- _WORK REQUEST_: Print, in exact form, the lines below from the one containing "Insertions, including replacements" through the one containing "directory is not", and omit all others.

Saved entries:

--- START ---

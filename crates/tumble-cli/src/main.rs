//! tumble CLI: simulation, benchmarking, and debugging.

use std::path::PathBuf;

use clap::{Parser, Subcommand};
use tracing_subscriber::EnvFilter;

mod commands;

#[derive(Parser)]
#[command(name = "tumble")]
#[command(version, about = "tumble: swept-collision rolling sphere physics")]
struct Cli {
    #[command(subcommand)]
    command: Commands,
}

#[derive(Subcommand)]
enum Commands {
    /// Simulate one body in a scene and print a summary.
    Simulate {
        /// Path to simulation config (TOML). Defaults apply when omitted.
        #[arg(short, long)]
        config: Option<PathBuf>,

        /// Path to scene description (JSON). A flat floor when omitted.
        #[arg(short, long)]
        scene: Option<PathBuf>,

        /// Number of ticks to run.
        #[arg(short, long, default_value_t = 300)]
        ticks: u32,

        /// Override the config's physics profile (mbu, mbg, xna, mbu_slopes, mbg_slopes).
        #[arg(short, long)]
        profile: Option<String>,

        /// Start position as x,y,z.
        #[arg(
            long,
            value_delimiter = ',',
            num_args = 3,
            allow_hyphen_values = true,
            default_values_t = [0.0, 0.0, 2.0]
        )]
        start: Vec<f64>,

        /// Forward input held for the whole run, in [-1, 1].
        #[arg(long, default_value_t = 0.0, allow_hyphen_values = true)]
        forward: f64,

        /// Write a snapshot of the final state to this file.
        #[arg(long)]
        snapshot: Option<PathBuf>,

        /// Write every physics event to this file as JSON lines.
        #[arg(long)]
        events: Option<PathBuf>,

        /// Log every physics event.
        #[arg(long)]
        trace_events: bool,
    },

    /// Run benchmark suite.
    Benchmark {
        /// Which scenario to run (drop, roll, platform_ride, pinball, all).
        #[arg(short, long, default_value = "all")]
        scenario: String,

        /// Output CSV file path.
        #[arg(short, long)]
        output: Option<PathBuf>,
    },

    /// Inspect a state snapshot file.
    Inspect {
        /// Path to snapshot file.
        path: PathBuf,
    },

    /// Validate a config (.toml) or scene (.json) file.
    Validate {
        /// Path to config or scene file.
        path: PathBuf,
    },
}

fn main() {
    tracing_subscriber::fmt()
        .with_env_filter(EnvFilter::try_from_default_env().unwrap_or_else(|_| EnvFilter::new("warn")))
        .with_target(false)
        .with_writer(std::io::stderr)
        .init();

    let cli = Cli::parse();

    let result = match cli.command {
        Commands::Simulate {
            config,
            scene,
            ticks,
            profile,
            start,
            forward,
            snapshot,
            events,
            trace_events,
        } => commands::simulate(&commands::SimulateArgs {
            config,
            scene,
            ticks,
            profile,
            start,
            forward,
            snapshot,
            events,
            trace_events,
        }),
        Commands::Benchmark { scenario, output } => commands::benchmark(&scenario, output.as_deref()),
        Commands::Inspect { path } => commands::inspect(&path),
        Commands::Validate { path } => commands::validate(&path),
    };

    if let Err(e) = result {
        eprintln!("Error: {e}");
        std::process::exit(1);
    }
}
//! Bitmap Pool demo
//!
//! Loads the image files named on the command line into the process-wide
//! pool, flushes them to disk and prints the resulting tier statistics.
//!
//! Configuration comes from the `BITMAP_POOL_*` environment variables; see
//! [`bitmap_pool::PoolConfig::from_env`].

use std::path::Path;

use anyhow::{Context, Result};
use tracing::{info, warn};
use tracing_subscriber::{layer::SubscriberExt, util::SubscriberInitExt};

use bitmap_pool::{registry, Bitmap};

fn main() -> Result<()> {
    // Defaults to "info" level, can be overridden with RUST_LOG env var
    tracing_subscriber::registry()
        .with(
            tracing_subscriber::EnvFilter::try_from_default_env()
                .unwrap_or_else(|_| "bitmap_pool=info".into()),
        )
        .with(tracing_subscriber::fmt::layer())
        .init();

    let paths: Vec<String> = std::env::args().skip(1).collect();
    if paths.is_empty() {
        eprintln!("usage: bitmap_pool <image>...");
        std::process::exit(2);
    }

    let pool = registry::global().context("failed to open the bitmap pool")?;
    info!(directory = %pool.directory()?.display(), "Pool ready");

    let mut keys = Vec::new();
    for path in &paths {
        let key = key_for(Path::new(path));
        match Bitmap::open(path) {
            Ok(bitmap) => {
                info!(key = %key, width = bitmap.width(), height = bitmap.height(), "Caching image");
                pool.put(&key, bitmap)?;
                keys.push(key);
            }
            Err(e) => warn!(path = %path, error = %e, "Skipping unreadable image"),
        }
    }

    pool.flush()?;

    // Everything now comes back from disk
    for key in &keys {
        let found = pool.get(key)?.is_some();
        info!(key = %key, found, "Read back after flush");
    }

    let stats = pool.stats()?;
    println!("{}", serde_json::to_string_pretty(&stats)?);

    pool.release_with(false)?;
    Ok(())
}

/// File name of the image, used as its cache key.
fn key_for(path: &Path) -> String {
    path.file_name()
        .map(|name| name.to_string_lossy().into_owned())
        .unwrap_or_else(|| path.display().to_string())
}
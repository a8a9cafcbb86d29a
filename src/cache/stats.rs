//! Cache Statistics Module
//!
//! Tracks memory tier metrics including hits, misses, and evictions.

use serde::Serialize;

// == Cache Stats ==
/// Memory tier counters.
#[derive(Debug, Clone, Default, Serialize, PartialEq)]
pub struct CacheStats {
    /// Successful lookups
    pub hits: u64,
    /// Lookups for absent keys
    pub misses: u64,
    /// Entries removed to satisfy capacity
    pub evictions: u64,
    /// Insertions, including replacements
    pub puts: u64,
    /// Resident entries
    pub total_entries: usize,
    /// Resident bytes, as measured at insertion
    pub total_size: usize,
}

impl CacheStats {
    pub fn new() -> Self {
        Self::default()
    }

    // == Hit Rate ==
    /// Returns hits / (hits + misses), or 0.0 if no lookups have been made.
    pub fn hit_rate(&self) -> f64 {
        let total = self.hits + self.misses;
        if total == 0 {
            0.0
        } else {
            self.hits as f64 / total as f64
        }
    }

    pub fn record_hit(&mut self) {
        self.hits += 1;
    }

    pub fn record_miss(&mut self) {
        self.misses += 1;
    }

    pub fn record_eviction(&mut self) {
        self.evictions += 1;
    }

    pub fn record_put(&mut self) {
        self.puts += 1;
    }
}
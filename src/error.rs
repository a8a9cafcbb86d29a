//! Error types for the bitmap pool
//!
//! Provides unified error handling using thiserror.

use std::io;
use std::path::PathBuf;

use thiserror::Error;

// == Pool Error Enum ==
/// Unified error type for both cache tiers and the pool built on them.
#[derive(Error, Debug)]
pub enum PoolError {
    /// Target directory is missing or not writable
    #[error("Cache directory is not available: {}", .0.display())]
    DirectoryUnavailable(PathBuf),

    /// The on-disk journal could not be understood
    #[error("Corrupt journal at line {line}: {reason}")]
    CorruptJournal { line: usize, reason: String },

    /// Operation attempted on a released pool
    #[error("The pool has been released; create a new instance for use")]
    Released,

    /// Operation attempted on a closed disk store
    #[error("The disk store is closed")]
    StoreClosed,

    /// Key rejected by the disk store
    #[error("Invalid key: {0}")]
    InvalidKey(String),

    /// Another editor is open for the same key
    #[error("An edit is already in progress for key: {0}")]
    EditInProgress(String),

    /// Value could not be encoded or decoded
    #[error("Codec error: {0}")]
    Codec(String),

    /// Underlying filesystem failure
    #[error("I/O error: {0}")]
    Io(#[from] io::Error),

    /// Journal record could not be serialized
    #[error("Journal encoding error: {0}")]
    Journal(#[from] serde_json::Error),
}

impl From<image::ImageError> for PoolError {
    fn from(err: image::ImageError) -> Self {
        PoolError::Codec(err.to_string())
    }
}

// == Result Type Alias ==
/// Convenience Result type for the bitmap pool.
pub type Result<T> = std::result::Result<T, PoolError>;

--- END ---

- _TASK RESULT_:
    /// Insertions, including replacements
    pub puts: u64,
    /// Resident entries
    pub total_entries: usize,
    /// Resident bytes, as measured at insertion
    pub total_size: usize,
}

impl CacheStats {
    pub fn new() -> Self {
        Self::default()
    }

    // == Hit Rate ==
    /// Returns hits / (hits + misses), or 0.0 if no lookups have been made.
    pub fn hit_rate(&self) -> f64 {
        let total = self.hits + self.misses;
        if total == 0 {
            0.0
        } else {
            self.hits as f64 / total as f64
        }
    }

    pub fn record_hit(&mut self) {
        self.hits += 1;
    }

    pub fn record_miss(&mut self) {
        self.misses += 1;
    }

    pub fn record_eviction(&mut self) {
        self.evictions += 1;
    }

    pub fn record_put(&mut self) {
        self.puts += 1;
    }
}
filename src/error.rs
repository a8a9cafcbb86d29a
//! Error types for the bitmap pool
//!
//! Provides unified error handling using thiserror.

use std::io;
use std::path::PathBuf;

use thiserror::Error;

// == Pool Error Enum ==
/// Unified error type for both cache tiers and the pool built on them.
#[derive(Error, Debug)]
pub enum PoolError {
    /// Target directory is missing or not writable
    #[error("Cache directory is not available: {}", .0.display())]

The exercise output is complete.